The pistons emitted a low-frequency thrum—a deep vibration that I could feel in the marrow of my bones.

She reached out, her fingers tracing the frost on a piston. "This isn't just transport. It's an engineering masterpiece."

Tenten saw a masterpiece, but I saw a logistical nightmare; those pistons relied on fluid pressure, meaning a single, well-placed ice-needle seal at the joint could immobilize the entire convoy in seconds.

Sandayū stepped out from the lead RV, his breath pluming. The despair that had crushed him in the square was gone, replaced by the grim determination of a man who finally had his hands on the wheel.

"The hideout is located deep within the secondary geothermal arteries," Sandayū said, addressing Kakashi and the other Jōnin. "It is not far from here. If we move now, under the cover of the Blue Hour, the people will have their Princess back before the moon reaches its zenith."

Kakashi-sensei looked at the smoking exhausts and the walking skis, then at the distant, glowing silhouette of Dotō's fortress. He pulled his mask up, his visible eye narrowing.

"Load up," Kakashi ordered. "We've stayed in the open long enough."

I scanned the high ridges of the plateau one last time, my pulse jumping at every jagged rock formation; we were essentially a parade of smoking, thrumming targets in a land that belonged entirely to the enemy.

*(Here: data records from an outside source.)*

//! Reachability walks over a [`GraphStore`].
//!
//! [`Bfs`] visits nodes breadth-first in one [`Direction`], starting from any set of
//! nodes. The `mark` callbacks of [`forward_bfs`] and [`backward_bfs`] decide per node
//! whether the walk continues through it, which lets callers prune at, for example,
//! constants or already processed nodes. Visited state lives in the walk itself, so no
//! per-node marks need to be cleared afterwards.

use std::collections::VecDeque;

use crate::{
    graph::{GraphStore, NodeId},
    utils::BitSet,
};

/// Which edges a walk follows.
#[derive(Debug, Clone, Copy, PartialEq, Eq)]
pub enum Direction {
    /// From a node to its users
    Forward,
    /// From a node to its dependencies
    Backward,
}

/// Breadth-first iterator over a graph.
pub struct Bfs<'a> {
    graph: &'a GraphStore,
    direction: Direction,
    queue: VecDeque<NodeId>,
    visited: BitSet,
}

impl<'a> Bfs<'a> {
    /// Starts a walk from `starts`.
    pub fn new(
        graph: &'a GraphStore,
        starts: impl IntoIterator<Item = NodeId>,
        direction: Direction,
    ) -> Self {
        let mut visited = BitSet::new(graph.capacity());
        let mut queue = VecDeque::new();
        for start in starts {
            if graph.is_live(start) && visited.insert(start.index()) {
                queue.push_back(start);
            }
        }
        Self {
            graph,
            direction,
            queue,
            visited,
        }
    }

    /// Returns `true` if `node` has been queued.
    #[must_use]
    pub fn visited(&self, node: NodeId) -> bool {
        self.visited.contains(node.index())
    }

    /// Consumes the walk and returns the visited set.
    #[must_use]
    pub fn into_visited(mut self) -> BitSet {
        while self.next().is_some() {}
        self.visited
    }

    /// Queues the unvisited neighbours of `node`.
    fn expand(&mut self, node: NodeId) {
        let graph = self.graph;
        let neighbours = match self.direction {
            Direction::Forward => graph[node].users(),
            Direction::Backward => graph[node].dependencies(),
        };
        for &next in neighbours {
            if self.visited.insert(next.index()) {
                self.queue.push_back(next);
            }
        }
    }
}

impl Iterator for Bfs<'_> {
    type Item = NodeId;

    fn next(&mut self) -> Option<Self::Item> {
        let node = self.queue.pop_front()?;
        self.expand(node);
        Some(node)
    }
}

/// Walks forward from the sources of the graph. `mark` is called once per reached node;
/// returning `false` stops the walk from continuing through that node.
pub fn forward_bfs<F>(graph: &GraphStore, mark: F) -> BitSet
where
    F: FnMut(NodeId) -> bool,
{
    let sources: Vec<NodeId> = graph
        .node_ids()
        .filter(|&n| graph[n].is_source())
        .collect();
    guided_bfs(graph, sources, Direction::Forward, mark)
}

/// Walks backward from the outputs of the graph. `mark` is called once per reached node;
/// returning `false` stops the walk from continuing through that node.
pub fn backward_bfs<F>(graph: &GraphStore, mark: F) -> BitSet
where
    F: FnMut(NodeId) -> bool,
{
    guided_bfs(
        graph,
        graph.outputs().iter().copied(),
        Direction::Backward,
        mark,
    )
}

/// Nodes reachable from `starts` in `direction`, including the starts.
#[must_use]
pub fn reachable(
    graph: &GraphStore,
    starts: impl IntoIterator<Item = NodeId>,
    direction: Direction,
) -> BitSet {
    Bfs::new(graph, starts, direction).into_visited()
}

/// Per-node ancestor sets (transitive dependencies, excluding the node itself), indexed by
/// arena slot. Requires an established processing order.
#[must_use]
pub fn ancestor_sets(graph: &GraphStore) -> Vec<BitSet> {
    let capacity = graph.capacity();
    let mut ancestors = vec![BitSet::new(capacity); capacity];
    for node in graph.processing_order().iter() {
        let mut set = BitSet::new(capacity);
        for &dep in graph[node].dependencies() {
            set.insert(dep.index());
            set.union_with(&ancestors[dep.index()]);
        }
        ancestors[node.index()] = set;
    }
    ancestors
}

fn guided_bfs<F>(
    graph: &GraphStore,
    starts: impl IntoIterator<Item = NodeId>,
    direction: Direction,
    mut mark: F,
) -> BitSet
where
    F: FnMut(NodeId) -> bool,
{
    let mut walk = Bfs::new(graph, starts, direction);
    while let Some(node) = walk.queue.pop_front() {
        if mark(node) {
            walk.expand(node);
        }
    }
    walk.visited
}

#[cfg(test)]
mod tests {
    use super::*;
    use crate::test::diamond;

    #[test]
    fn test_bfs_order() {
        let (graph, [a, b, c, d]) = diamond();
        let order: Vec<_> = Bfs::new(&graph, [a], Direction::Forward).collect();
        assert_eq!(order[0], a);
        assert_eq!(order.len(), 4);
        assert_eq!(order[3], d);
        assert!(order[1..3].contains(&b) && order[1..3].contains(&c));
    }

    #[test]
    fn test_backward_bfs_prunes() {
        let (graph, [a, b, c, d]) = diamond();
        let seen = backward_bfs(&graph, |n| n != b);
        assert!(seen.contains(d.index()));
        assert!(seen.contains(b.index()));
        assert!(seen.contains(c.index()));
        // a is still reached through c
        assert!(seen.contains(a.index()));

        let seen = backward_bfs(&graph, |n| n == d);
        assert!(!seen.contains(a.index()));
    }

    #[test]
    fn test_forward_bfs_from_sources() {
        let (graph, [a, _, _, d]) = diamond();
        let mut visited = Vec::new();
        forward_bfs(&graph, |n| {
            visited.push(n);
            true
        });
        assert_eq!(visited.first(), Some(&a));
        assert_eq!(visited.last(), Some(&d));
    }

    #[test]
    fn test_ancestor_sets() {
        let (graph, [a, b, c, d]) = diamond();
        let ancestors = ancestor_sets(&graph);
        assert!(ancestors[a.index()].is_empty());
        assert_eq!(ancestors[d.index()].count(), 3);
        assert!(ancestors[b.index()].contains(a.index()));
        assert!(!ancestors[b.index()].contains(c.index()));
    }

    #[test]
    fn test_reachable() {
        let (graph, [a, b, _, d]) = diamond();
        let up = reachable(&graph, [b], Direction::Backward);
        assert!(up.contains(a.index()));
        assert!(!up.contains(d.index()));
    }
}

We scrambled into the carriages. The interior of the green-canvased unit smelled of oil, old wood, and wet wool.

It was a cramped, suffocating aroma, the kind that coated the back of the throat and tasted faintly of ancient, frozen dust.

As the doors slammed shut, the hydraulic pistons hissed in unison, lifting the carriage a foot off the ground.

The floorboards groaned with a seismic urrr-gh—as the hydraulics compensated for our weight, vibrating through the soles of my jika-tabi- at least my toes wouldn't freeze here.

I leaned against the vibrating wall of the carriage, already mentally mapping the interior layout of a "secondary geothermal artery"—if the tunnel narrowed, the hydraulic walking stance of these vehicles would be their biggest vulnerability.

The vehicles turned away from the town, their round headlamps cutting twin tunnels of yellow light through the falling sapphire snow.

Dust motes danced in the yellow beams, swirling frantically before being sucked into the intake vents of the heavy iron engines.

Ahead of us, the mountainside loomed—a vertical wall of bone-white granite. A massive, iron-reinforced tunnel mouth yawned open, its edges jagged and dark. One by one, the steampunk convoy vanished into the earth, the rhythmic thump-hiss of the walking treads echoing off the stone walls as the Land of Snow swallowed us once again.

The darkness of the tunnel smelled of wet slate and ozone, the sound of the walking treads transforming into a rhythmic, echoing thunder that drowned out the wind.

I adjusted the polarization on my glasses to compensate for the erratic flickering of the orange bulbs; in a high-speed subterranean environment, any lag in visual processing would mean missing the subtle shift in pressure that signals an incoming mechanical threat.

As the stone ceiling closed over us, I felt the air pressure shift against my eardrums—a heavy, suffocating weight that signaled we were no longer just moving through a country, but entering a trap designed by an uncle who had been waiting ten years for this exact moment.